Lupus and Fibromyalgia
Adapted from a presentation to the SLE Workshop at Hospital for Special Surgery


Fibromyalgia is a disorder that can occur alone or secondary to connective tissue disorders such as lupus. Studies suggest that about 25% of people who have lupus also have fibromyalgia. It’s important for people who have lupus to know about fibromyalgia for several reasons.

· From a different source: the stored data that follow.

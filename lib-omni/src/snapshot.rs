//! Checkpoint Snapshots
//!
//! Periodic serialization of the in-memory state (tally, exchanges,
//! crowdsales, freezing, activations) so a restart or reorg restores from
//! the newest snapshot at or below the target height instead of rescanning
//! from genesis. Files are written to a temp name and renamed into place;
//! old snapshots are pruned.

use std::fs;
use std::io::Write;
use std::path::{Path, PathBuf};

use serde::{Deserialize, Serialize};
use thiserror::Error;

use crate::activation::ActivationState;
use crate::crowdsale::CrowdsaleMap;
use crate::dex::DexState;
use crate::freeze::FreezeState;
use crate::metadex::MetaDexBook;
use crate::tally::TallyMap;
use crate::types::{Amount, BlockHash, BlockHeight};

/// Snapshot format version; bump on layout changes.
const SNAPSHOT_VERSION: u32 = 1;

/// Snapshots retained before pruning.
const MAX_SNAPSHOTS: usize = 50;

/// Snapshot error
#[derive(Debug, Error)]
pub enum SnapshotError {
    #[error("io error: {0}")]
    Io(#[from] std::io::Error),

    #[error("serialization error: {0}")]
    Serialization(String),

    #[error("unsupported snapshot version {0}")]
    UnsupportedVersion(u32),
}

pub type SnapshotResult<T> = Result<T, SnapshotError>;

/// The serialized in-memory state at a checkpoint block.
#[derive(Debug, Clone, Serialize, Deserialize)]
pub struct Snapshot {
    pub version: u32,
    pub height: BlockHeight,
    pub block_hash: BlockHash,
    /// Consensus hash at this height, for integrity verification after
    /// restore.
    pub state_hash: [u8; 32],
    pub tally: TallyMap,
    pub dex: DexState,
    pub metadex: MetaDexBook,
    pub crowdsales: CrowdsaleMap,
    pub freeze: FreezeState,
    pub activations: ActivationState,
    /// Developer reward credited to the exodus address so far.
    pub exodus_reward_paid: Amount,
}

impl Snapshot {
    pub fn new(height: BlockHeight, block_hash: BlockHash, state_hash: [u8; 32]) -> Self {
        Snapshot {
            version: SNAPSHOT_VERSION,
            height,
            block_hash,
            state_hash,
            tally: TallyMap::new(),
            dex: DexState::new(),
            metadex: MetaDexBook::new(),
            crowdsales: CrowdsaleMap::new(),
            freeze: FreezeState::new(),
            activations: ActivationState::new(),
            exodus_reward_paid: 0,
        }
    }
}

/// Directory of persisted snapshots.
pub struct SnapshotStore {
    dir: PathBuf,
}

impl SnapshotStore {
    /// Open (creating) the snapshot directory.
    pub fn open<P: AsRef<Path>>(dir: P) -> SnapshotResult<Self> {
        fs::create_dir_all(&dir)?;
        Ok(SnapshotStore {
            dir: dir.as_ref().to_path_buf(),
        })
    }

    fn file_name(height: BlockHeight) -> String {
        format!("state-{:010}.dat", height)
    }

    fn parse_height(name: &str) -> Option<BlockHeight> {
        name.strip_prefix("state-")?
            .strip_suffix(".dat")?
            .parse()
            .ok()
    }

    /// Persist a snapshot atomically (temp-write then rename), then prune.
    pub fn write(&self, snapshot: &Snapshot) -> SnapshotResult<()> {
        let bytes = bincode::serialize(snapshot)
            .map_err(|e| SnapshotError::Serialization(e.to_string()))?;

        let final_path = self.dir.join(Self::file_name(snapshot.height));
        let tmp_path = self.dir.join(format!(
            "{}.tmp",
            Self::file_name(snapshot.height)
        ));
        {
            let mut file = fs::File::create(&tmp_path)?;
            file.write_all(&bytes)?;
            file.sync_all()?;
        }
        fs::rename(&tmp_path, &final_path)?;

        tracing::debug!(
            height = snapshot.height,
            bytes = bytes.len(),
            "persisted state snapshot"
        );
        self.prune()?;
        Ok(())
    }

    /// Heights of all persisted snapshots, ascending.
    pub fn heights(&self) -> SnapshotResult<Vec<BlockHeight>> {
        let mut heights = Vec::new();
        for entry in fs::read_dir(&self.dir)? {
            let entry = entry?;
            if let Some(name) = entry.file_name().to_str() {
                if let Some(height) = Self::parse_height(name) {
                    heights.push(height);
                }
            }
        }
        heights.sort_unstable();
        Ok(heights)
    }

    /// Load the newest snapshot with height ≤ `max_height`.
    pub fn load_newest_at_or_below(
        &self,
        max_height: BlockHeight,
    ) -> SnapshotResult<Option<Snapshot>> {
        let heights = self.heights()?;
        for height in heights.into_iter().rev() {
            if height > max_height {
                continue;
            }
            match self.load(height) {
                Ok(snapshot) => return Ok(Some(snapshot)),
                Err(e) => {
                    // an unreadable snapshot is skipped, older ones may work
                    tracing::warn!(height, error = %e, "skipping unreadable snapshot");
                }
            }
        }
        Ok(None)
    }

    /// Load the snapshot at exactly `height`.
    pub fn load(&self, height: BlockHeight) -> SnapshotResult<Snapshot> {
        let bytes = fs::read(self.dir.join(Self::file_name(height)))?;
        let snapshot: Snapshot = bincode::deserialize(&bytes)
            .map_err(|e| SnapshotError::Serialization(e.to_string()))?;
        if snapshot.version != SNAPSHOT_VERSION {
            return Err(SnapshotError::UnsupportedVersion(snapshot.version));
        }
        Ok(snapshot)
    }

    /// Delete snapshots above `height` (reorg) — the rewind target must not
    /// resurrect.
    pub fn delete_above(&self, height: BlockHeight) -> SnapshotResult<()> {
        for h in self.heights()? {
            if h > height {
                fs::remove_file(self.dir.join(Self::file_name(h)))?;
            }
        }
        Ok(())
    }

    /// Remove everything (forced rescans).
    pub fn clear(&self) -> SnapshotResult<()> {
        for h in self.heights()? {
            fs::remove_file(self.dir.join(Self::file_name(h)))?;
        }
        Ok(())
    }

    fn prune(&self) -> SnapshotResult<()> {
        let heights = self.heights()?;
        if heights.len() > MAX_SNAPSHOTS {
            for h in &heights[..heights.len() - MAX_SNAPSHOTS] {
                fs::remove_file(self.dir.join(Self::file_name(*h)))?;
            }
        }
        Ok(())
    }
}

#[cfg(test)]
mod tests {
    use super::*;
    use crate::types::{Address, Bucket};

    fn snapshot(height: BlockHeight) -> Snapshot {
        let mut s = Snapshot::new(height, BlockHash::new([height as u8; 32]), [0; 32]);
        s.tally
            .credit(&Address::new("1A"), 31, 100, Bucket::Available)
            .unwrap();
        s
    }

    #[test]
    fn write_and_load_roundtrip() {
        let dir = tempfile::tempdir().unwrap();
        let store = SnapshotStore::open(dir.path()).unwrap();

        store.write(&snapshot(100)).unwrap();
        let loaded = store.load(100).unwrap();
        assert_eq!(loaded.height, 100);
        assert_eq!(loaded.tally.balance(&Address::new("1A"), 31, Bucket::Available), 100);
    }

    #[test]
    fn newest_at_or_below() {
        let dir = tempfile::tempdir().unwrap();
        let store = SnapshotStore::open(dir.path()).unwrap();
        store.write(&snapshot(100)).unwrap();
        store.write(&snapshot(200)).unwrap();
        store.write(&snapshot(300)).unwrap();

        assert_eq!(
            store.load_newest_at_or_below(250).unwrap().unwrap().height,
            200
        );
        assert_eq!(
            store.load_newest_at_or_below(99).unwrap().map(|s| s.height),
            None
        );
        assert_eq!(
            store.load_newest_at_or_below(1000).unwrap().unwrap().height,
            300
        );
    }

    #[test]
    fn delete_above_removes_newer() {
        let dir = tempfile::tempdir().unwrap();
        let store = SnapshotStore::open(dir.path()).unwrap();
        store.write(&snapshot(100)).unwrap();
        store.write(&snapshot(200)).unwrap();

        store.delete_above(150).unwrap();
        assert_eq!(store.heights().unwrap(), vec![100]);
    }

    #[test]
    fn prune_keeps_newest() {
        let dir = tempfile::tempdir().unwrap();
        let store = SnapshotStore::open(dir.path()).unwrap();
        for h in 1..=(MAX_SNAPSHOTS as u32 + 5) {
            store.write(&snapshot(h)).unwrap();
        }
        let heights = store.heights().unwrap();
        assert_eq!(heights.len(), MAX_SNAPSHOTS);
        assert_eq!(*heights.first().unwrap(), 6);
    }
}
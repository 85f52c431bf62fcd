//! Core GPU context and device management.
//!
//! [`GpuContext`] holds the wgpu surface, device, queue and surface
//! configuration. It is created once when the window appears and passed by
//! reference to the scene renderer, the 2D pass and texture uploads.

use std::sync::Arc;
use winit::window::Window;

/// Errors that can occur while bringing up the GPU.
#[derive(Debug, thiserror::Error)]
pub enum GpuError {
    #[error("failed to create surface: {0}")]
    Surface(#[from] wgpu::CreateSurfaceError),
    #[error("no suitable GPU adapter: {0}")]
    Adapter(#[from] wgpu::RequestAdapterError),
    #[error("failed to create device: {0}")]
    Device(#[from] wgpu::RequestDeviceError),
    #[error("surface reports no supported formats")]
    NoSurfaceFormat,
}

/// Core GPU context holding wgpu resources.
///
/// All fields are public so passes can reach the wgpu API directly.
pub struct GpuContext {
    /// The surface for presenting rendered frames to the window.
    pub surface: wgpu::Surface<'static>,
    /// The logical GPU device for creating resources and pipelines.
    pub device: wgpu::Device,
    /// The command queue for submitting work to the GPU.
    pub queue: wgpu::Queue,
    /// Current surface configuration (format, size, present mode).
    pub config: wgpu::SurfaceConfiguration,
}

impl GpuContext {
    /// Create a new GPU context from a winit window.
    ///
    /// Picks an sRGB surface format when one is offered and presents with
    /// Fifo (vsync).
    pub fn new(window: Arc<Window>) -> Result<Self, GpuError> {
        let size = window.inner_size();

        let instance = wgpu::Instance::new(&wgpu::InstanceDescriptor {
            backends: wgpu::Backends::PRIMARY,
            ..Default::default()
        });

        let surface = instance.create_surface(window)?;

        let adapter = pollster::block_on(instance.request_adapter(&wgpu::RequestAdapterOptions {
            power_preference: wgpu::PowerPreference::HighPerformance,
            compatible_surface: Some(&surface),
            force_fallback_adapter: false,
        }))?;
        log::info!("Using adapter {}", adapter.get_info().name);

        let (device, queue) = pollster::block_on(adapter.request_device(&wgpu::DeviceDescriptor {
            label: Some("Batikwalk Device"),
            required_features: wgpu::Features::empty(),
            required_limits: wgpu::Limits::default(),
            memory_hints: Default::default(),
            trace: Default::default(),
            experimental_features: Default::default(),
        }))?;

        let surface_caps = surface.get_capabilities(&adapter);
        let surface_format = surface_caps
            .formats
            .iter()
            .find(|f| f.is_srgb())
            .or_else(|| surface_caps.formats.first())
            .copied()
            .ok_or(GpuError::NoSurfaceFormat)?;

        let config = wgpu::SurfaceConfiguration {
            usage: wgpu::TextureUsages::RENDER_ATTACHMENT,
            format: surface_format,
            width: size.width.max(1),
            height: size.height.max(1),
            present_mode: wgpu::PresentMode::Fifo,
            alpha_mode: surface_caps
                .alpha_modes
                .first()
                .copied()
                .unwrap_or(wgpu::CompositeAlphaMode::Auto),
            view_formats: vec![],
            desired_maximum_frame_latency: 2,
        };
        surface.configure(&device, &config);

        Ok(Self {
            surface,
            device,
            queue,
            config,
        })
    }

    /// Resize the surface. Zero sizes (minimized windows) are ignored.
    pub fn resize(&mut self, width: u32, height: u32) {
        if width > 0 && height > 0 {
            self.config.width = width;
            self.config.height = height;
            self.surface.configure(&self.device, &self.config);
        }
    }

    /// Reconfigure with the current size, after the surface was lost.
    pub fn reconfigure(&self) {
        self.surface.configure(&self.device, &self.config);
    }

    /// Returns the current surface width in pixels.
    pub fn width(&self) -> u32 {
        self.config.width
    }

    /// Returns the current surface height in pixels.
    pub fn height(&self) -> u32 {
        self.config.height
    }

    /// Returns the current aspect ratio (width / height).
    pub fn aspect(&self) -> f32 {
        self.config.width as f32 / self.config.height as f32
    }
}
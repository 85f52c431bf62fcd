//! Directional ray queries against the scene's collidable surfaces.
//!
//! Locomotion asks two kinds of questions: "is there a surface within R
//! along D from P" for the horizontal ring, and "what is directly below P"
//! for the ground clamp. Interaction asks for the closest thing along the
//! view ray. All of them go through [`SpatialProbe`].

use crate::classify::SurfaceCategory;
use crate::picking::Ray;
use crate::scene::{Collider, SceneWorld};
use glam::Vec3;
use hecs::Entity;

/// Which surfaces a probe considers.
#[derive(Clone, Copy, Debug, PartialEq, Eq)]
pub enum ProbeFilter {
    /// Every collidable surface.
    All,
    /// Only surfaces classified as ground.
    Ground,
}

impl ProbeFilter {
    fn accepts(self, category: SurfaceCategory) -> bool {
        match self {
            ProbeFilter::All => true,
            ProbeFilter::Ground => category == SurfaceCategory::Ground,
        }
    }
}

/// Result of a successful probe.
#[derive(Clone, Copy, Debug)]
pub struct ProbeHit {
    /// The surface that was hit.
    pub entity: Entity,
    /// Distance from the probe origin.
    pub distance: f32,
    /// World-space hit point.
    pub point: Vec3,
    /// Category of the surface that was hit.
    pub category: SurfaceCategory,
}

/// Read-only ray queries against a fixed set of surfaces.
pub trait SpatialProbe {
    /// Closest surface accepted by `filter` along `direction` from `origin`,
    /// no farther than `max_distance`. `direction` is normalized internally.
    fn probe_direction(
        &self,
        origin: Vec3,
        direction: Vec3,
        max_distance: f32,
        filter: ProbeFilter,
    ) -> Option<ProbeHit>;

    /// True when there are no surfaces to query.
    fn is_empty(&self) -> bool;

    /// Closest hit along `ray`, against all surfaces.
    fn raycast(&self, ray: &Ray, max_distance: f32) -> Option<ProbeHit> {
        self.probe_direction(ray.origin, ray.direction, max_distance, ProbeFilter::All)
    }
}

impl SpatialProbe for SceneWorld {
    fn probe_direction(
        &self,
        origin: Vec3,
        direction: Vec3,
        max_distance: f32,
        filter: ProbeFilter,
    ) -> Option<ProbeHit> {
        let ray = Ray::new(origin, direction);
        if ray.direction == Vec3::ZERO {
            return None;
        }

        let mut closest: Option<ProbeHit> = None;
        for (entity, collider) in self.world().query::<&Collider>().iter() {
            if !filter.accepts(collider.category) {
                continue;
            }
            let limit = closest.map_or(max_distance, |hit| hit.distance);
            if let Some(hit) = collider.mesh.intersect(&ray, limit) {
                if closest.is_none_or(|c| hit.distance < c.distance) {
                    closest = Some(ProbeHit {
                        entity,
                        distance: hit.distance,
                        point: hit.point,
                        category: collider.category,
                    });
                }
            }
        }

        closest
    }

    fn is_empty(&self) -> bool {
        SceneWorld::is_empty(self)
    }
}

#[cfg(test)]
mod tests {
    use super::*;
    use crate::geometry::SceneMesh;
    use crate::scene::tests::{cuboid, floor, world_of};

    fn room() -> SceneWorld {
        world_of(vec![
            SceneMesh::new("Lantai_01", "", floor(20.0, 0.0)),
            SceneMesh::new("Meja", "", cuboid(Vec3::new(-1.0, 0.0, -1.0), Vec3::new(1.0, 2.0, 1.0))),
            SceneMesh::new("Dinding", "", cuboid(Vec3::new(5.0, 0.0, -20.0), Vec3::new(6.0, 10.0, 20.0))),
        ])
    }

    #[test]
    fn ground_filter_sees_through_obstacles() {
        let scene = room();
        let origin = Vec3::new(0.0, 15.0, 0.0);

        let any = scene.probe_direction(origin, Vec3::NEG_Y, 100.0, ProbeFilter::All).unwrap();
        let ground = scene.probe_direction(origin, Vec3::NEG_Y, 100.0, ProbeFilter::Ground).unwrap();

        assert_eq!(any.category, SurfaceCategory::Generic);
        assert!((any.point.y - 2.0).abs() < 1e-5);
        assert_eq!(ground.category, SurfaceCategory::Ground);
        assert_eq!(ground.point.y, 0.0);
    }

    #[test]
    fn max_distance_is_respected() {
        let scene = room();
        let origin = Vec3::new(3.5, 5.0, 0.0);

        assert!(scene.probe_direction(origin, Vec3::X, 1.0, ProbeFilter::All).is_none());
        let hit = scene.probe_direction(origin, Vec3::X, 1.6, ProbeFilter::All).unwrap();
        assert!((hit.distance - 1.5).abs() < 1e-5);
    }

    #[test]
    fn raycast_returns_the_closest_surface() {
        let scene = room();
        // Passes through the table before reaching the wall
        let ray = Ray::new(Vec3::new(-10.0, 1.0, 0.0), Vec3::X);

        let hit = scene.raycast(&ray, f32::INFINITY).unwrap();
        assert!((hit.distance - 9.0).abs() < 1e-4);
        assert_eq!(hit.category, SurfaceCategory::Generic);

        assert!(scene.raycast(&ray, 8.0).is_none());
    }

    #[test]
    fn empty_scene_finds_nothing() {
        let scene = SceneWorld::empty();
        assert!(SpatialProbe::is_empty(&scene));
        assert!(scene.probe_direction(Vec3::ZERO, Vec3::NEG_Y, 100.0, ProbeFilter::All).is_none());
    }

    #[test]
    fn zero_direction_finds_nothing() {
        let scene = room();
        assert!(scene.probe_direction(Vec3::new(0.0, 5.0, 0.0), Vec3::ZERO, 100.0, ProbeFilter::All).is_none());
    }
}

Many of the symptoms are the same. For example, fatigue, joint and muscle pain, morning stiffness, hand symptoms without observed swelling, Raynaud’s phenomenon (painful hands or feet in response to cold), numbness, and headaches can be seen in both of these disorders.
The treatments for lupus and fibromyalgia are very different, but fibromyalgia can get in the way of judging the lupus activity. If you are being treated with immunosuppressive drugs for your lupus but have continued pain and fatigue, those symptoms may be considered evidence of continuing lupus activity, when they might be fibromyalgia. So there is the theoretical risk that you might be treated with higher doses of immunosuppressants and be at risk for their side effects, when such drugs don’t help fibromyalgia and may not be needed at that time for your lupus. For example, among people with lupus, the occurrence of fatigue correlates more strongly with the presence of fibromyalgia than with their degree of lupus disease activity or damage.
The proper diagnosis can alleviate anxiety. For example, if you have numbness and it can be determined that the cause is fibromyalgia, that can be reassuring because you know it won’t progress and cause more serious outcomes, as might occur in numbness due to lupus. Because fibromyalgia doesn’t have the same internal organ manifestations and potential for damage that lupus-mediated problems have, symptoms may have a better prognosis (outlook) if they are caused by fibromyalgia.
Discerning the difference is also important for research. Fibromyalgia seems to affect the validity of some of the measurements of lupus activity. Whether a new drug works for lupus or not can be hard to figure out if 25% of the participants also have fibromyalgia and are having symptoms for that are erroneously labeled as lupus activity

Understanding Fibromyalgia
Fibromyalgia is not a disease but a syndrome (a cluster of symptoms and signs of disordered function) that causes chronic, widespread musculoskeletal pain. The pain typically includes particular areas of increased sensitivity called tender points – spots where application of mild finger pressure causes pain without spreading beyond that site. Fibromyalgia is often associated with one or more other symptoms, such as: sleep problems, fatigue, stiffness, skin tenderness, pain after exertion such as exercise, lightheadedness, fluid retention, paresthesias (sensations of numbness, tingling, or other heightened sensitivity), or cognitive problems (including difficulty with memory and vocabulary).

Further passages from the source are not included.